He had seen this woman before, but could not remember where. A former customer? A neighbor? A victim? No, all his victims were long gone, weren’t they?

Then he remembered. Except for one. The one who had not quite become a victim. And he knew who the old woman was.

Her eyes, pink marbles in putty, widened as her wheelchair approached the balcony, and her head continued to tilt back as if to keep him in sight. Just when she was almost directly beneath him, her neck reached the angle where pain began, and the head jerked, the eyes slammed shut as she and the man disappeared into the building.

Richards stood for a while, thinking. The woman was as old as he was, so perhaps she was senile. Wheelchair-bound, arthritic to the point of agony—what were the odds her mind was any less worn? Finally he smiled, and decided to go downstairs to meet the new arrival.

She screamed when he rounded the corner. He had expected some sort of reaction if she was indeed who he thought she was, but the scream was the worst possible reassurance that his memory had been correct. It was a mindless scream, a cry of pure emotion, unleavened by logic or the desire for communication. Though Richards had heard many such screams in years past, he was not prepared for the sheer intensity of it, nor for the way it made him feel. For an instant it was like being young again.

“Mrs. Jenks!” said Marianne, used to dealing with the quirks of the aged. “It’s only our Mr. Richards.”

“It’s him!” said Mrs. Jenks through a mouthful of loose dentures. “It’s him, he’s the one!” The claws attempted to point, but to no good effect. It looked more, thought Richards, like the gesticulations of the Witch of Endor. The other hand plucked at the loose scarf around her neck as if it was cutting off her breath.

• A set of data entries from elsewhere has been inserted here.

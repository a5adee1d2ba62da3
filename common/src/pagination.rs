//! ページ送りとURLクエリ操作
//!
//! ページ番号はURLの `page` パラメータだけが保持する。

use url::Url;

use crate::date::DateKey;

pub const PAGE_PARAM: &str = "page";
pub const START_DATE_PARAM: &str = "start_date";
pub const END_DATE_PARAM: &str = "end_date";

/// 現在のページ番号（未指定・不正値は1）
pub fn current_page(url: &Url) -> u32 {
    url.query_pairs()
        .find(|(key, _)| key == PAGE_PARAM)
        .and_then(|(_, value)| value.trim().parse::<u32>().ok())
        .filter(|&page| page >= 1)
        .unwrap_or(1)
}

/// クエリパラメータを1つ設定したURLを返す
///
/// 既存のキーは最初の位置で置き換え、重複分は取り除く
pub fn with_query_param(url: &Url, key: &str, value: &str) -> Url {
    let mut pairs: Vec<(String, String)> = Vec::new();
    let mut replaced = false;

    for (k, v) in url.query_pairs() {
        if k == key {
            if !replaced {
                pairs.push((k.into_owned(), value.to_string()));
                replaced = true;
            }
        } else {
            pairs.push((k.into_owned(), v.into_owned()));
        }
    }
    if !replaced {
        pairs.push((key.to_string(), value.to_string()));
    }

    let mut next = url.clone();
    next.query_pairs_mut().clear().extend_pairs(pairs);
    next
}

/// 指定ページへのURL
pub fn page_url(url: &Url, page: u32) -> Url {
    with_query_param(url, PAGE_PARAM, &page.to_string())
}

/// 次ページのURL（上限はサーバー側で扱う）
pub fn next_page_url(url: &Url) -> Url {
    page_url(url, current_page(url).saturating_add(1))
}

/// 前ページのURL（1ページ目では `None`）
pub fn previous_page_url(url: &Url) -> Option<Url> {
    let page = current_page(url);
    (page > 1).then(|| page_url(url, page - 1))
}

/// 検索後に遷移するURL
///
/// 日付は指定がある側だけ書き換え、ページは1に戻す
pub fn search_reload_url(url: &Url, start_date: Option<&DateKey>, end_date: Option<&DateKey>) -> Url {
    let mut next = url.clone();
    if let Some(start) = start_date {
        next = with_query_param(&next, START_DATE_PARAM, start.as_str());
    }
    if let Some(end) = end_date {
        next = with_query_param(&next, END_DATE_PARAM, end.as_str());
    }
    page_url(&next, 1)
}

#[cfg(test)]
mod tests {
    use super::*;

    fn url(s: &str) -> Url {
        Url::parse(s).unwrap()
    }

    #[test]
    fn test_current_page_default() {
        assert_eq!(current_page(&url("http://localhost/")), 1);
        assert_eq!(current_page(&url("http://localhost/?page=abc")), 1);
        assert_eq!(current_page(&url("http://localhost/?page=0")), 1);
        assert_eq!(current_page(&url("http://localhost/?page=4")), 4);
    }

    #[test]
    fn test_next_page() {
        let next = next_page_url(&url("http://localhost/?page=2"));
        assert_eq!(next.as_str(), "http://localhost/?page=3");
    }

    #[test]
    fn test_next_page_without_param() {
        let next = next_page_url(&url("http://localhost/?start_date=2024-01-01"));
        assert_eq!(next.as_str(), "http://localhost/?start_date=2024-01-01&page=2");
    }

    #[test]
    fn test_previous_page_noop_on_first() {
        assert_eq!(previous_page_url(&url("http://localhost/?page=1")), None);
        assert_eq!(previous_page_url(&url("http://localhost/")), None);
    }

    #[test]
    fn test_previous_page() {
        let prev = previous_page_url(&url("http://localhost/?page=3&end_date=2024-01-02")).unwrap();
        assert_eq!(prev.as_str(), "http://localhost/?page=2&end_date=2024-01-02");
    }

    #[test]
    fn test_with_query_param_replaces_duplicates() {
        let next = with_query_param(&url("http://localhost/?page=1&a=b&page=9"), "page", "5");
        assert_eq!(next.as_str(), "http://localhost/?page=5&a=b");
    }

    #[test]
    fn test_search_reload_url() {
        let start = DateKey::parse("2024-01-10").unwrap();
        let next = search_reload_url(&url("http://localhost/?page=7"), Some(&start), None);
        assert_eq!(next.as_str(), "http://localhost/?page=1&start_date=2024-01-10");
    }

    #[test]
    fn test_search_reload_url_keeps_absent_dates() {
        let next = search_reload_url(&url("http://localhost/?end_date=2024-02-01"), None, None);
        assert_eq!(next.as_str(), "http://localhost/?end_date=2024-02-01&page=1");
    }
}
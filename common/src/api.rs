//! サーバーAPIのリクエスト/レスポンス型
//!
//! エンドポイント本体は外部（サーバー側）にあり、ここでは
//! クエリ文字列の組み立てとレスポンスのデコードだけを扱う。

use serde::{Deserialize, Serialize};

use crate::error::{Error, Result};
use crate::filter::FilterCriteria;

/// `/api/data` のクエリ
#[derive(Debug, Clone, Default, PartialEq, Eq)]
pub struct DataQuery {
    pub devices: Vec<String>,
    pub categories: Vec<String>,
    pub start_date: Option<String>,
    pub end_date: Option<String>,
    pub page: Option<u32>,
    pub limit: Option<u32>,
}

impl DataQuery {
    /// 絞り込み条件から検索用クエリを作る
    pub fn from_criteria(criteria: &FilterCriteria) -> Self {
        Self {
            devices: criteria.devices.iter().cloned().collect(),
            categories: criteria.categories.iter().cloned().collect(),
            start_date: criteria.start_date.as_ref().map(|d| d.to_string()),
            end_date: criteria.end_date.as_ref().map(|d| d.to_string()),
            ..Default::default()
        }
    }

    /// 分割読み込み用のクエリ
    pub fn batch(page: u32, limit: u32) -> Self {
        Self {
            page: (page > 1).then_some(page),
            limit: Some(limit),
            ..Default::default()
        }
    }

    /// `application/x-www-form-urlencoded` 形式のクエリ文字列
    ///
    /// 空の一覧・未指定の値はパラメータごと省く
    pub fn to_query_string(&self) -> String {
        let mut serializer = url::form_urlencoded::Serializer::new(String::new());
        if let Some(start) = &self.start_date {
            serializer.append_pair("start_date", start);
        }
        if let Some(end) = &self.end_date {
            serializer.append_pair("end_date", end);
        }
        if !self.categories.is_empty() {
            serializer.append_pair("categories", &self.categories.join(","));
        }
        if !self.devices.is_empty() {
            serializer.append_pair("devices", &self.devices.join(","));
        }
        if let Some(page) = self.page {
            serializer.append_pair("page", &page.to_string());
        }
        if let Some(limit) = self.limit {
            serializer.append_pair("limit", &limit.to_string());
        }
        serializer.finish()
    }

    /// エンドポイントにクエリを付けたURL
    pub fn to_url(&self, endpoint: &str) -> String {
        let query = self.to_query_string();
        if query.is_empty() {
            endpoint.to_string()
        } else {
            format!("{}?{}", endpoint, query)
        }
    }
}

/// `/api/refresh` のレスポンス
#[derive(Debug, Clone, Default, Serialize, Deserialize)]
#[serde(default)]
pub struct RefreshResponse {
    pub count: u64,
}

/// `/api/data` のレスポンス（使用するフィールドのみ）
#[derive(Debug, Clone, Default, Serialize, Deserialize)]
#[serde(default)]
pub struct DataResponse {
    pub total: u64,
    pub detail: Option<String>,
    pub page: Option<u32>,
    pub per_page: Option<u32>,
    pub total_pages: Option<u32>,
}

/// `/api/available-dates` のレスポンス
#[derive(Debug, Clone, Default, Serialize, Deserialize)]
#[serde(default)]
pub struct AvailableDatesResponse {
    pub dates: Vec<String>,
}

/// エラー時のレスポンス本文
#[derive(Debug, Clone, Default, Deserialize)]
#[serde(default)]
struct ErrorBody {
    detail: Option<String>,
}

/// ステータスと本文からレスポンスをデコードする
///
/// 2xx 以外は本文の `detail` を拾って `Error::Http` にする
pub fn decode_response<T>(status: u16, body: &str) -> Result<T>
where
    T: for<'de> Deserialize<'de>,
{
    if !(200..300).contains(&status) {
        let detail = serde_json::from_str::<ErrorBody>(body)
            .ok()
            .and_then(|b| b.detail);
        return Err(Error::Http { status, detail });
    }
    Ok(serde_json::from_str(body)?)
}

/// 動画配信URL（`relative_path` はパーセントエンコードする）
pub fn video_url(endpoint: &str, relative_path: &str) -> String {
    format!("{}?path={}", endpoint, urlencoding::encode(relative_path))
}

/// 分割読み込みで追加取得するページ番号
///
/// 1ページ目は取得済みとして2ページ目以降を返す
pub fn remaining_pages(total: u64, limit: u32) -> std::ops::RangeInclusive<u32> {
    let limit = u64::from(limit.max(1));
    let pages = total.div_ceil(limit).min(u64::from(u32::MAX)) as u32;
    2..=pages
}
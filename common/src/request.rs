//! リクエストの世代管理
//!
//! 検索・更新などの操作ごとに単調増加のトークンを発行し、
//! 最新でないトークンのレスポンスは捨てる。

/// 発行済みトークン
#[derive(Debug, Clone, Copy, PartialEq, Eq, PartialOrd, Ord)]
pub struct RequestToken(u64);

#[derive(Debug, Default)]
pub struct RequestTracker {
    latest: u64,
}

impl RequestTracker {
    pub fn new() -> Self {
        Self::default()
    }

    pub fn issue(&mut self) -> RequestToken {
        self.latest += 1;
        RequestToken(self.latest)
    }

    pub fn is_latest(&self, token: RequestToken) -> bool {
        token.0 == self.latest
    }
}

#[cfg(test)]
mod tests {
    use super::*;

    #[test]
    fn test_latest_token_wins() {
        let mut tracker = RequestTracker::new();
        let first = tracker.issue();
        let second = tracker.issue();

        assert!(!tracker.is_latest(first));
        assert!(tracker.is_latest(second));
        assert!(first < second);
    }
}
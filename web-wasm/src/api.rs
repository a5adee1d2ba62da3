//! サーバーAPI呼び出し（fetch）

use gloo::utils::window;
use nas_viewer_common::{decode_response, Error};
use serde::de::DeserializeOwned;
use tracing::debug;
use wasm_bindgen::JsCast;
use wasm_bindgen_futures::JsFuture;
use web_sys::{Request, RequestInit, RequestMode, Response};

use crate::error::UiResult;

/// リクエストを送り、ステータスと本文を返す
///
/// 通信自体の失敗は `Error::Network`
pub async fn fetch_text(method: &str, url: &str, json_content: bool) -> UiResult<(u16, String)> {
    let opts = RequestInit::new();
    opts.set_method(method);
    opts.set_mode(RequestMode::SameOrigin);

    let request = Request::new_with_str_and_init(url, &opts)?;
    if json_content {
        request.headers().set("Content-Type", "application/json")?;
    }

    debug!("{} {}", method, url);
    let resp_value = JsFuture::from(window().fetch_with_request(&request))
        .await
        .map_err(|e| Error::Network(format!("{:?}", e)))?;
    let resp: Response = resp_value.dyn_into()?;

    let text = JsFuture::from(resp.text()?)
        .await
        .map_err(|e| Error::Network(format!("{:?}", e)))?;
    Ok((resp.status(), text.as_string().unwrap_or_default()))
}

pub async fn get_json<T: DeserializeOwned>(url: &str) -> UiResult<T> {
    let (status, body) = fetch_text("GET", url, false).await?;
    Ok(decode_response(status, &body)?)
}

/// 本文なしのPOST
pub async fn post_json<T: DeserializeOwned>(url: &str) -> UiResult<T> {
    let (status, body) = fetch_text("POST", url, true).await?;
    Ok(decode_response(status, &body)?)
}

“Mother had a bad experience some years back,” said the man breathily. The long push in the wheelchair appeared to have tired him. “She was… almost attacked.”

“Ah,” Richards said sympathetically, trying to ignore the woman’s babbling.

“It was after my father died—”

“It’s him, David…”

“She was rather old to be—”

“I tell you it’s him.”

“—to be attacked like that. She’s never been able to—”

“Listen to me, listen, he’s the one who did it!”

“—put it out of her mind. Now, Mother, it’s all right, this isn’t the man…”

“You can’t leave me here, not here with him. He’ll kill me, kill me, do awful things to me.”

“I believe it,” came a voice from behind Richards. He turned around and saw Anderson leaning on his walker. “Son of a bitch steals my candy.”

“Mr. Richards doesn’t steal your candy, Mr. Anderson. You eat all your candy.”

“Only eat a little,” Anderson said, hobbling into their midst. “He steals the rest.”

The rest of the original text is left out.